RESEARCH TRIANGLE PARK, N.C. (PRNewswire) — Bayer CropScience LP and Elemental Enzymes Ag and Turf LLC on Tuesday announced a research initiative focused on improving crop productivity. Working together and building on their respective innovation expertise, the two companies look to create breakthrough technologies that will enhance agricultural sustainability and help meet the challenge of feeding a growing world population. The research collaboration and licenses are specific to certain Elemental Enzymes technologies in multiple areas of the agricultural industry and provide Elemental Enzymes the opportunity to use innovations created by the collaboration in other areas and industries.

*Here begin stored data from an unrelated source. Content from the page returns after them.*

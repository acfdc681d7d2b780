//! Service registry
//!
//! A [`Service`] binds one application object to a set of named methods.
//! Each method is registered with a typed handler and stored type-erased:
//! the server asks the method for an empty [`Argument`], lets the connection
//! codec decode the request body into it, and then invokes the handler to
//! get a [`Reply`] it can hand back to the codec.
//!
//! Only methods of the shape `Fn(&S, A) -> Result<R, E>` can be registered,
//! where `A` and `R` cross a codec (`A: DeserializeOwned`, `R: Serialize`)
//! and `E` can be rendered as text. The shape is checked by the compiler:
//!
//! ```compile_fail
//! use wirecall::Service;
//!
//! struct Opaque;
//! struct Arith;
//!
//! // `Opaque` cannot be serialized, so it can never be a reply.
//! let _ = Service::new(Arith).method("Leak", |_: &Arith, _: i32| Ok::<_, String>(Opaque));
//! ```
//!
//! Anything on `S` that is not registered stays private to the process.

use std::any::{Any, type_name};
use std::collections::HashMap;
use std::fmt;
use std::panic::{self, AssertUnwindSafe};
use std::sync::Arc;
use std::sync::atomic::{AtomicU64, Ordering};

use serde::Serialize;
use serde::de::DeserializeOwned;
use tracing::{debug, warn};

use crate::protocol::{DecodeTarget, Error, Result};

/// Reply produced by a method, ready to be encoded by any codec.
pub type Reply = Box<dyn erased_serde::Serialize + Send>;

type Handler = dyn Fn(Box<dyn Any + Send>) -> Result<Reply> + Send + Sync;

/// Storage a codec decodes into, and the handler later takes back out.
trait ArgumentSlot: Send {
    fn as_target(&mut self) -> &mut dyn DecodeTarget;
    fn into_any(self: Box<Self>) -> Box<dyn Any + Send>;
}

impl<T> ArgumentSlot for Option<T>
where
    T: DeserializeOwned + Send + 'static,
{
    fn as_target(&mut self) -> &mut dyn DecodeTarget {
        self
    }

    fn into_any(self: Box<Self>) -> Box<dyn Any + Send> {
        self
    }
}

/// Empty argument of a method's declared type.
pub struct Argument {
    slot: Box<dyn ArgumentSlot>,
}

impl Argument {
    /// Decode destination for the request body.
    pub fn target(&mut self) -> &mut dyn DecodeTarget {
        self.slot.as_target()
    }
}

impl fmt::Debug for Argument {
    fn fmt(&self, f: &mut fmt::Formatter<'_>) -> fmt::Result {
        f.debug_struct("Argument").finish_non_exhaustive()
    }
}

/// One remotely invocable method.
pub struct MethodType {
    name: String,
    arg_type: &'static str,
    reply_type: &'static str,
    num_calls: AtomicU64,
    new_argument: fn() -> Argument,
    handler: Box<Handler>,
}

impl MethodType {
    /// Method name, without the service prefix.
    #[must_use]
    pub fn name(&self) -> &str {
        &self.name
    }

    /// Rust type name of the argument.
    #[must_use]
    pub fn arg_type(&self) -> &'static str {
        self.arg_type
    }

    /// Rust type name of the reply.
    #[must_use]
    pub fn reply_type(&self) -> &'static str {
        self.reply_type
    }

    /// Number of times the method has been invoked.
    #[must_use]
    pub fn num_calls(&self) -> u64 {
        self.num_calls.load(Ordering::Relaxed)
    }

    /// Fresh, empty argument for this method.
    #[must_use]
    pub fn new_argument(&self) -> Argument {
        (self.new_argument)()
    }

    /// Run the handler on a decoded argument.
    ///
    /// An error returned by the handler becomes [`Error::Remote`] carrying
    /// its text. So does a panic, so the caller still gets a response.
    pub fn invoke(&self, argument: Argument) -> Result<Reply> {
        self.num_calls.fetch_add(1, Ordering::Relaxed);
        let slot = argument.slot.into_any();
        panic::catch_unwind(AssertUnwindSafe(|| (self.handler)(slot))).unwrap_or_else(|payload| {
            let reason = panic_message(payload.as_ref());
            warn!(method = %self.name, %reason, "method panicked");
            Err(Error::Remote(format!("method {} panicked: {reason}", self.name)))
        })
    }
}

fn panic_message(payload: &(dyn Any + Send)) -> &str {
    if let Some(text) = payload.downcast_ref::<&str>() {
        text
    } else if let Some(text) = payload.downcast_ref::<String>() {
        text
    } else {
        "unknown cause"
    }
}

impl fmt::Debug for MethodType {
    fn fmt(&self, f: &mut fmt::Formatter<'_>) -> fmt::Result {
        f.debug_struct("MethodType")
            .field("name", &self.name)
            .field("arg_type", &self.arg_type)
            .field("reply_type", &self.reply_type)
            .field("num_calls", &self.num_calls())
            .finish_non_exhaustive()
    }
}

fn new_argument<A>() -> Argument
where
    A: DeserializeOwned + Send + 'static,
{
    Argument {
        slot: Box::new(None::<A>),
    }
}

/// A named object whose registered methods can be called remotely.
pub struct Service {
    name: String,
    type_name: &'static str,
    methods: HashMap<String, Arc<MethodType>>,
}

impl Service {
    /// Start a service named after the type of `instance`.
    ///
    /// The name is the last path segment of the type name with any generic
    /// arguments removed, so `app::Arith<u8>` becomes `Arith`.
    #[must_use]
    pub fn new<S>(instance: S) -> ServiceBuilder<S>
    where
        S: Send + Sync + 'static,
    {
        Self::with_name(service_name_of::<S>(), instance)
    }

    /// Start a service with an explicit name.
    #[must_use]
    pub fn with_name<S>(name: impl Into<String>, instance: S) -> ServiceBuilder<S>
    where
        S: Send + Sync + 'static,
    {
        ServiceBuilder {
            service: Service {
                name: name.into(),
                type_name: type_name::<S>(),
                methods: HashMap::new(),
            },
            instance: Arc::new(instance),
        }
    }

    /// Service name used in `Service.Method`.
    #[must_use]
    pub fn name(&self) -> &str {
        &self.name
    }

    /// Rust type name of the bound instance.
    #[must_use]
    pub fn type_name(&self) -> &'static str {
        self.type_name
    }

    /// Look up a registered method.
    #[must_use]
    pub fn method(&self, name: &str) -> Option<Arc<MethodType>> {
        self.methods.get(name).cloned()
    }

    /// Registered method names, sorted.
    #[must_use]
    pub fn method_names(&self) -> Vec<&str> {
        let mut names: Vec<&str> = self.methods.keys().map(String::as_str).collect();
        names.sort_unstable();
        names
    }

    /// Invoke `method` with a decoded argument.
    pub fn call(&self, method: &MethodType, argument: Argument) -> Result<Reply> {
        method.invoke(argument)
    }

    pub(crate) fn validate_name(&self) -> Result<()> {
        if is_identifier(&self.name) {
            Ok(())
        } else {
            Err(Error::InvalidServiceName(self.name.clone()))
        }
    }
}

impl fmt::Debug for Service {
    fn fmt(&self, f: &mut fmt::Formatter<'_>) -> fmt::Result {
        f.debug_struct("Service")
            .field("name", &self.name)
            .field("type_name", &self.type_name)
            .field("methods", &self.method_names())
            .finish()
    }
}

/// Collects the methods of a service before it is registered.
pub struct ServiceBuilder<S> {
    service: Service,
    instance: Arc<S>,
}

impl<S> ServiceBuilder<S>
where
    S: Send + Sync + 'static,
{
    /// Expose `handler` as `name`.
    ///
    /// A name that is not a valid identifier, or that is already taken, is
    /// skipped with a log line.
    #[must_use]
    pub fn method<A, R, E, F>(mut self, name: &str, handler: F) -> Self
    where
        A: DeserializeOwned + Send + 'static,
        R: Serialize + Send + 'static,
        E: fmt::Display,
        F: Fn(&S, A) -> std::result::Result<R, E> + Send + Sync + 'static,
    {
        if !is_identifier(name) {
            warn!(service = %self.service.name, method = name, "skipping method with invalid name");
            return self;
        }
        if self.service.methods.contains_key(name) {
            warn!(service = %self.service.name, method = name, "skipping duplicate method");
            return self;
        }

        let instance = Arc::clone(&self.instance);
        let erased = move |argument: Box<dyn Any + Send>| -> Result<Reply> {
            let slot = argument
                .downcast::<Option<A>>()
                .map_err(|_| Error::Decode(format!("argument is not a {}", type_name::<A>())))?;
            let argument = (*slot).ok_or_else(|| Error::Decode("argument was never decoded".into()))?;
            match handler(&*instance, argument) {
                Ok(reply) => Ok(Box::new(reply) as Reply),
                Err(err) => Err(Error::Remote(err.to_string())),
            }
        };

        debug!(
            service = %self.service.name,
            method = name,
            arg = type_name::<A>(),
            reply = type_name::<R>(),
            "method registered"
        );
        self.service.methods.insert(
            name.to_owned(),
            Arc::new(MethodType {
                name: name.to_owned(),
                arg_type: type_name::<A>(),
                reply_type: type_name::<R>(),
                num_calls: AtomicU64::new(0),
                new_argument: new_argument::<A>,
                handler: Box::new(erased),
            }),
        );
        self
    }

    /// Finish the service.
    #[must_use]
    pub fn build(self) -> Service {
        self.service
    }
}

impl<S> From<ServiceBuilder<S>> for Service
where
    S: Send + Sync + 'static,
{
    fn from(builder: ServiceBuilder<S>) -> Self {
        builder.build()
    }
}

fn service_name_of<S>() -> String {
    let full = type_name::<S>();
    let without_generics = full.split('<').next().unwrap_or(full);
    without_generics
        .rsplit("::")
        .next()
        .unwrap_or(without_generics)
        .to_owned()
}

fn is_identifier(name: &str) -> bool {
    let mut chars = name.chars();
    match chars.next() {
        Some(first) if first.is_alphabetic() || first == '_' => {
            chars.all(|c| c.is_alphanumeric() || c == '_')
        }
        _ => false,
    }
}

The research is part of an on-going collaboration between the two companies involving the use of soil microbes to help improve plant health and improve crop productivity. "Bayer CropScience is a world-class partner to help introduce our proprietary platform to farmers globally," says Jim Zimmer, global commercialization lead for Elemental Enzymes. Dr. Brian Thompson, CEO of Elemental Enzymes, shares "Our research is focused on delivering unique biological solutions to crops, leading to increased yields." Dr. Jonathan Margolis, Vice President of Biologics R&D at Bayer CropScience, echoes this enthusiasm, noting "Our scientists are excited to help develop this novel technology because it fits so well with our commitment to innovation and our strategic approach to integrated crop solutions."
Bayer CropScience believes that research in this technology will help broaden the scope of its offerings as a means of addressing agriculture's long-term goal of helping to feed a world population that will exceed 9 billion people by 2050. "We believe this research will advance the use of soil microbes as a key component of modern agricultural practices in the future," says Jim Blome, President and CEO of Bayer CropScience LP. "This technology provides a unique opportunity to build on Bayer's industry-leading solutions by developing new products that offer growers a means of increasing yields on their existing acreage."